Mittwoch, 21. Februar 2018, 16:50 Uhr

Im vergangenen Jahr führte ich eine Untersuchung über die Einstellung von Personalmitarbeitern gegenüber Arbeitnehmern, die älter als 55 Jahre sind – sogenannte Best Ager, durch. Dafür führte ich eine Umfrage im Rahmen einer Masterarbeit durch. Ziel der Arbeit war es, herauszufinden, wie die Chancen für Menschen mit mehr als 55 Lebensjahren stehen, im Bewerbungsverfahren berücksichtigt zu werden beziehungsweise inwieweit dieses Alter Personalentscheidungen beeinflusst. Die Umfrage ist abgeschlossen und die Ergebnisse mittlerweile ausgewertet. Die Auswertung finden Sie unten stehend.

ITK-Personalmitarbeiter vergleichsweise positiv eingestellt gegenüber ü55-Mitarbeiter 

Es muss festgestellt werden, dass es durchaus Ressentiments gegenüber erwerbsfähigen Personen, welche älter als 55 Jahre sind, in den Köpfen der befragten Personalmitarbeiter gibt. Jedes negative Vorurteil, welches in der Umfrage platziert worden ist, hat Befürworter gehabt. Meistens überwogen zwar die positiven Einstellungen gegenüber der untersuchten Arbeitnehmergruppe, aber mit unterschiedlicher Deutlichkeit und in zwei Fällen gab es sogar mehr negative Meinungen (Ältere nehmen Veränderungen weniger gut an und Älteren fällt es schwerer, Neues zu erlernen). 

Die Annahme, dass die Personaler aus IT-Unternehmen insgesamt eine vergleichbar schlechtere Einstellung haben, hat sich jedoch als falsch erwiesen. Oft haben sich die Teilnehmer aus der Branche sogar wohlwollender gegenüber ü55-Mitarbeitern als Personalmitarbeiter anderer Geschäftsbereiche gezeigt. Jedoch musste auch festgestellt werden, dass diese Unternehmen sehr viel weniger ü55-Arbeitnehmer beschäftigen. 

ITK-Branche muss positive Einstellung gegenüber ü55-Mitarbeiter stärker kommunizieren.
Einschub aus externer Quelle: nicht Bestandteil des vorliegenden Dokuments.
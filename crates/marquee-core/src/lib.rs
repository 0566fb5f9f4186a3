//! Core types and logic for the Marquee event warehouse.
//!
//! This crate is deliberately free of database dependencies. Storage backends
//! implement [`store::WarehouseStore`] and [`load::LoadTx`]; everything that
//! decides *what* gets written (normalization, dimension resolution, venue
//! versioning, fact reconciliation, quality scoring) lives here.

pub mod dimension;
pub mod error;
pub mod fact;
pub mod keys;
pub mod load;
pub mod measures;
pub mod pipeline;
pub mod quality;
pub mod raw;
pub mod reconciler;
pub mod resolver;
pub mod run;
pub mod staging;
pub mod store;

#[cfg(test)]
mod testing;

pub use error::{Error, Result};
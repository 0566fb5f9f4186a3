//! Reading landing files: JSON lines carrying full landing records, or CSV
//! exports in the fixed event column layout.

use std::{
  io::{self, BufRead, BufReader, Read},
  path::Path,
};

use anyhow::{Context as _, bail};
use clap::ValueEnum;
use marquee_core::raw::{NewRawRecord, RawFields};
use serde::Deserialize;

#[derive(Debug, Clone, Copy, PartialEq, Eq, ValueEnum)]
pub enum LandFormat {
  /// One JSON landing record per line.
  Jsonl,
  /// A CSV export with a header row.
  Csv,
}

impl LandFormat {
  /// `.csv` files are CSV; everything else, stdin included, is JSON lines.
  pub fn for_path(path: &Path) -> Self {
    match path.extension().and_then(|e| e.to_str()) {
      Some(ext) if ext.eq_ignore_ascii_case("csv") => Self::Csv,
      _ => Self::Jsonl,
    }
  }
}

/// One row of a CSV export. Empty cells are absent values.
#[derive(Debug, Deserialize)]
struct CsvEventRow {
  event_id:      Option<String>,
  event_name:    Option<String>,
  event_date:    Option<String>,
  event_time:    Option<String>,
  venue_name:    Option<String>,
  venue_city:    Option<String>,
  venue_country: Option<String>,
  venue_lat:     Option<String>,
  venue_lon:     Option<String>,
  category:      Option<String>,
  subcategory:   Option<String>,
  price_min:     Option<String>,
  price_max:     Option<String>,
  currency:      Option<String>,
  url:           Option<String>,
  status:        Option<String>,
}

impl CsvEventRow {
  fn into_record(self, source: &str) -> Option<NewRawRecord> {
    let source_id = self.event_id.filter(|id| !id.trim().is_empty())?;
    Some(NewRawRecord {
      source: source.to_owned(),
      source_id,
      payload: None,
      fields: RawFields {
        event_name:    self.event_name,
        event_date:    self.event_date,
        event_time:    self.event_time,
        venue_name:    self.venue_name,
        venue_city:    self.venue_city,
        venue_country: self.venue_country,
        venue_lat:     self.venue_lat,
        venue_lon:     self.venue_lon,
        category:      self.category,
        subcategory:   self.subcategory,
        price_min:     self.price_min,
        price_max:     self.price_max,
        currency:      self.currency,
        url:           self.url,
        status:        self.status,
      },
    })
  }
}

/// Read every landing record in `path` (`-` reads stdin).
pub fn read_records(
  path: &Path,
  format: LandFormat,
  source: &str,
) -> anyhow::Result<Vec<NewRawRecord>> {
  let reader: Box<dyn BufRead> = if path == Path::new("-") {
    Box::new(io::stdin().lock())
  } else {
    let file = std::fs::File::open(path).with_context(|| format!("failed to open {path:?}"))?;
    Box::new(BufReader::new(file))
  };

  match format {
    LandFormat::Jsonl => parse_json_lines(reader, path),
    LandFormat::Csv => parse_csv(reader, path, source),
  }
}

/// Parse one landing record per non-blank line.
fn parse_json_lines(reader: impl BufRead, path: &Path) -> anyhow::Result<Vec<NewRawRecord>> {
  let mut records = Vec::new();
  for (n, line) in reader.lines().enumerate() {
    let line = line.with_context(|| format!("failed to read {path:?}"))?;
    if line.trim().is_empty() {
      continue;
    }
    let record = serde_json::from_str(&line)
      .with_context(|| format!("{}:{}: invalid landing record", path.display(), n + 1))?;
    records.push(record);
  }
  Ok(records)
}

/// Parse a CSV export, attributing every row to `source`. Every row must
/// carry an `event_id`; it becomes the record's source id.
fn parse_csv(reader: impl Read, path: &Path, source: &str) -> anyhow::Result<Vec<NewRawRecord>> {
  if source.trim().is_empty() {
    bail!("landing source must not be blank");
  }

  let mut csv = csv::ReaderBuilder::new()
    .trim(csv::Trim::All)
    .from_reader(reader);

  let mut records = Vec::new();
  for row in csv.deserialize::<CsvEventRow>() {
    let row = row.with_context(|| format!("{}: invalid CSV row", path.display()))?;
    let Some(record) = row.into_record(source) else {
      // Header is line 1.
      bail!("{}:{}: missing event_id", path.display(), records.len() + 2);
    };
    records.push(record);
  }
  Ok(records)
}
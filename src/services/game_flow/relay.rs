//! Relay-phase operations: claim the open step of a chain, submit the next.
//!
//! Claim and submit both persist through the store's compare-and-swap, so
//! of two concurrent claims on one slot exactly one save lands; the loser
//! re-runs against the stored state, sees the lock, and gets
//! `AlreadyLocked`. A submit's step append and lock release land in the
//! same document write, making the submit durable before the release is
//! observable.

use tracing::{debug, info};
use uuid::Uuid;

use super::GameFlowService;
use crate::domain::chain::{ClaimedStep, SubmitOutcome};
use crate::domain::game::Game;
use crate::domain::rotation::{Seat, StepKind};
use crate::error::AppError;
use crate::errors::domain::{DomainError, ValidationKind};

impl GameFlowService {
    /// Claim the open step of the chain at `slot` and return the content
    /// the claimant continues from, plus the expected author and kind.
    pub async fn claim_next(
        &self,
        game_id: Uuid,
        slot: Seat,
    ) -> Result<(Game, ClaimedStep), AppError> {
        let (game, claim) = self.mutate(game_id, |g| g.claim_next(slot)).await?;
        debug!(
            game_id = %game.id,
            slot,
            round = claim.round_no,
            author = claim.expected_author,
            "step claimed"
        );
        Ok((game, claim))
    }

    /// Record the next step of the chain at `slot`. For drawings the
    /// content is the reference string handed out by file storage; image
    /// bytes are never interpreted here.
    pub async fn submit_step(
        &self,
        game_id: Uuid,
        slot: Seat,
        author: Seat,
        kind: StepKind,
        content: &str,
    ) -> Result<(Game, SubmitOutcome), AppError> {
        let content = content.trim();
        if content.is_empty() {
            return Err(DomainError::validation(
                ValidationKind::MissingContent,
                "Step content must not be empty",
            )
            .into());
        }
        let content = content.to_string();

        let (game, outcome) = self
            .mutate(game_id, |g| {
                g.submit_step(slot, author, kind, content.clone())
            })
            .await?;

        if outcome.chain_completed {
            info!(game_id = %game.id, slot, "chain complete");
        } else {
            debug!(game_id = %game.id, slot, round = outcome.round_no, "step recorded");
        }
        if game.is_complete() {
            info!(game_id = %game.id, "all chains complete");
        }
        Ok((game, outcome))
    }
}
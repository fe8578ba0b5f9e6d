//! Domain-level error type used across services and adapters.
//!
//! This error type is HTTP- and store-agnostic. Handlers should return
//! `Result<T, crate::error::AppError>` and convert from `DomainError`
//! using the provided `From<DomainError> for AppError` implementation.

use std::error::Error;
use std::fmt::{Display, Formatter, Result as FmtResult};

/// Input/business-rule validation kinds
#[derive(Debug, Clone, PartialEq, Eq)]
#[non_exhaustive]
pub enum ValidationKind {
    MissingName,
    MissingWord,
    MissingContent,
    InvalidSeat,
    InvalidSlot,
    TooFewPlayers,
    Other(String),
}

/// Domain-level not found entities
#[derive(Debug, Clone, PartialEq, Eq)]
#[non_exhaustive]
pub enum NotFoundKind {
    Game,
    Other(String),
}

/// Domain-level conflict kinds
#[derive(Debug, Clone, PartialEq, Eq)]
#[non_exhaustive]
pub enum ConflictKind {
    /// Another claimant already holds the chain slot.
    AlreadyLocked,
    /// A step was submitted without a prior claim on the slot.
    NotClaimed,
    GameAlreadyStarted,
    GameNotStarted,
    GameFull,
    DuplicateSeed,
    ChainNotSeeded,
    ChainComplete,
    UnexpectedAuthor,
    KindMismatch,
    OptimisticLock,
    JoinCodeConflict,
    CodeSpaceExhausted,
    Other(String),
}

/// Infra error kinds to distinguish operational failures
#[derive(Debug, Clone, PartialEq, Eq)]
#[non_exhaustive]
pub enum InfraErrorKind {
    DbUnavailable,
    DataCorruption,
    Other(String),
}

/// Central domain error type
#[derive(Debug, Clone, PartialEq)]
pub enum DomainError {
    /// Input/user validation or business rule violation
    Validation(ValidationKind, String),
    /// Semantic conflict
    Conflict(ConflictKind, String),
    /// Missing resource in domain terms
    NotFound(NotFoundKind, String),
    /// Infrastructure/operational failures
    Infra(InfraErrorKind, String),
}

impl Display for DomainError {
    fn fmt(&self, f: &mut Formatter<'_>) -> FmtResult {
        match self {
            DomainError::Validation(kind, d) => write!(f, "validation {kind:?}: {d}"),
            DomainError::Conflict(kind, d) => write!(f, "conflict {kind:?}: {d}"),
            DomainError::NotFound(kind, d) => write!(f, "not found {kind:?}: {d}"),
            DomainError::Infra(kind, d) => write!(f, "infra {kind:?}: {d}"),
        }
    }
}

impl Error for DomainError {}

impl DomainError {
    pub fn validation(kind: ValidationKind, detail: impl Into<String>) -> Self {
        Self::Validation(kind, detail.into())
    }
    pub fn validation_other(detail: impl Into<String>) -> Self {
        let detail = detail.into();
        Self::Validation(ValidationKind::Other(detail.clone()), detail)
    }
    pub fn conflict(kind: ConflictKind, detail: impl Into<String>) -> Self {
        Self::Conflict(kind, detail.into())
    }
    pub fn not_found(kind: NotFoundKind, detail: impl Into<String>) -> Self {
        Self::NotFound(kind, detail.into())
    }
    pub fn infra(kind: InfraErrorKind, detail: impl Into<String>) -> Self {
        Self::Infra(kind, detail.into())
    }
}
Es kann also festgehalten werden, dass es negative Vorurteile gegenüber Älteren in der ITK-Branche gibt, diese aber nicht von der Mehrheit gehegt werden. Positive Altersklischees erfahren hingegen starken Zuspruch. Der Umstand, dass in der Branche wenig Best Ager beschäftigt werden, relativiert dieses Ergebnis ein wenig, denn offenbar wird diese positive Einstellung nicht nach außen getragen. Es sollte vor diesem Hintergrund also mehr dafür getan werden, für die Erwerbsgruppe attraktiv zu bleiben beziehungsweise zu werden. 

Nachhaltige Angebote zur Gesundheitsförderung, zur Weiterbildung, interessante Arbeitsgestaltung und Unterstützung im familiären Umfeld sind hier Ansätze, welche in die richtige Richtung gehen. Junge Unternehmen sollten gegebenenfalls deren Kommunikationsstrategie ändern, um auch die älteren Semester anzusprechen. Die Personalabteilungen sind sehr kreativ, wenn es darum geht, Nachwuchs zu werben – warum nicht auch für Potentials mit Erfahrung?